Tally up the lines below that include the word "couches". Answer with the number alone.
[[ Exercise data, beginning ]]
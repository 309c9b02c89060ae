//! Sélection spatiale : points contenus dans des polygones

use geo::{Geometry, Intersects};
use survey_data::Layer;
use tracing::info;

use crate::layers::require_crs;
use crate::MapError;

/// Garde les points qui touchent (intérieur ou bord) un polygone de `polygons`
///
/// Les deux couches doivent avoir une projection, et la même.
///
/// # Errors
///
/// - `MissingCrs` si une des couches n'a pas de projection
/// - `CrsMismatch` si les EPSG diffèrent
pub fn points_within(points: &Layer, polygons: &Layer) -> Result<Layer, MapError> {
    let left = require_crs(points)?;
    let right = require_crs(polygons)?;
    if left.epsg != right.epsg {
        return Err(MapError::crs_mismatch(left.epsg, right.epsg));
    }

    let areas: Vec<&Geometry> = polygons
        .features
        .iter()
        .map(|f| &f.geometry)
        .filter(|g| matches!(g, Geometry::Polygon(_) | Geometry::MultiPolygon(_) | Geometry::Rect(_)))
        .collect();

    let features: Vec<_> = points
        .features
        .iter()
        .filter(|f| areas.iter().any(|area| area.intersects(&f.geometry)))
        .cloned()
        .collect();

    info!(
        points = points.len(),
        polygons = areas.len(),
        kept = features.len(),
        "Point subset"
    );

    Ok(Layer {
        name: points.name.clone(),
        projection: points.projection,
        features,
    })
}

#[cfg(test)]
mod tests {
    use super::*;
    use geo::{point, polygon};
    use std::collections::HashMap;
    use survey_data::{Feature, Projection};

    fn feature(id: &str, geometry: Geometry) -> Feature {
        Feature {
            id: id.to_string(),
            geometry,
            properties: HashMap::new(),
            feature_type: "test".to_string(),
        }
    }

    fn square(projection: Option<Projection>) -> Layer {
        let mut layer = Layer::new("area", projection);
        layer.features.push(feature(
            "box",
            Geometry::Polygon(polygon![
                (x: -36.0, y: -6.0),
                (x: -34.0, y: -6.0),
                (x: -34.0, y: -4.0),
                (x: -36.0, y: -4.0),
            ]),
        ));
        layer
    }

    fn points(projection: Option<Projection>, pts: &[(f64, f64)]) -> Layer {
        let mut layer = Layer::new("sightings", projection);
        for (i, &(x, y)) in pts.iter().enumerate() {
            layer
                .features
                .push(feature(&i.to_string(), Geometry::Point(point!(x: x, y: y))));
        }
        layer
    }

    #[test]
    fn test_inside_and_boundary_kept() {
        let pts = points(
            Some(Projection::WGS84),
            &[(-35.0, -5.0), (-36.0, -5.0), (-30.0, -5.0)],
        );
        let subset = points_within(&pts, &square(Some(Projection::WGS84))).unwrap();

        let ids: Vec<&str> = subset.features.iter().map(|f| f.id.as_str()).collect();
        assert_eq!(ids, vec!["0", "1"]);
        assert_eq!(subset.name, "sightings");
        assert_eq!(subset.projection, Some(Projection::WGS84));
    }

    #[test]
    fn test_disjoint_is_empty() {
        let pts = points(Some(Projection::WGS84), &[(10.0, 10.0), (-40.0, 0.0)]);
        let subset = points_within(&pts, &square(Some(Projection::WGS84))).unwrap();
        assert!(subset.is_empty());
    }

    #[test]
    fn test_crs_mismatch_fails() {
        let pts = points(Some(Projection::from_epsg(32724)), &[(-35.0, -5.0)]);
        match points_within(&pts, &square(Some(Projection::WGS84))) {
            Err(MapError::CrsMismatch { left, right }) => {
                assert_eq!(left, "EPSG:32724");
                assert_eq!(right, "EPSG:4326");
            }
            other => panic!("Expected CrsMismatch, got {:?}", other),
        }
    }

    #[test]
    fn test_unset_crs_fails() {
        let pts = points(Some(Projection::WGS84), &[(-35.0, -5.0)]);
        assert!(matches!(
            points_within(&pts, &square(None)),
            Err(MapError::MissingCrs(name)) if name == "area"
        ));
    }
}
[[ Exercise data, end ]]
Solution to this problem: 2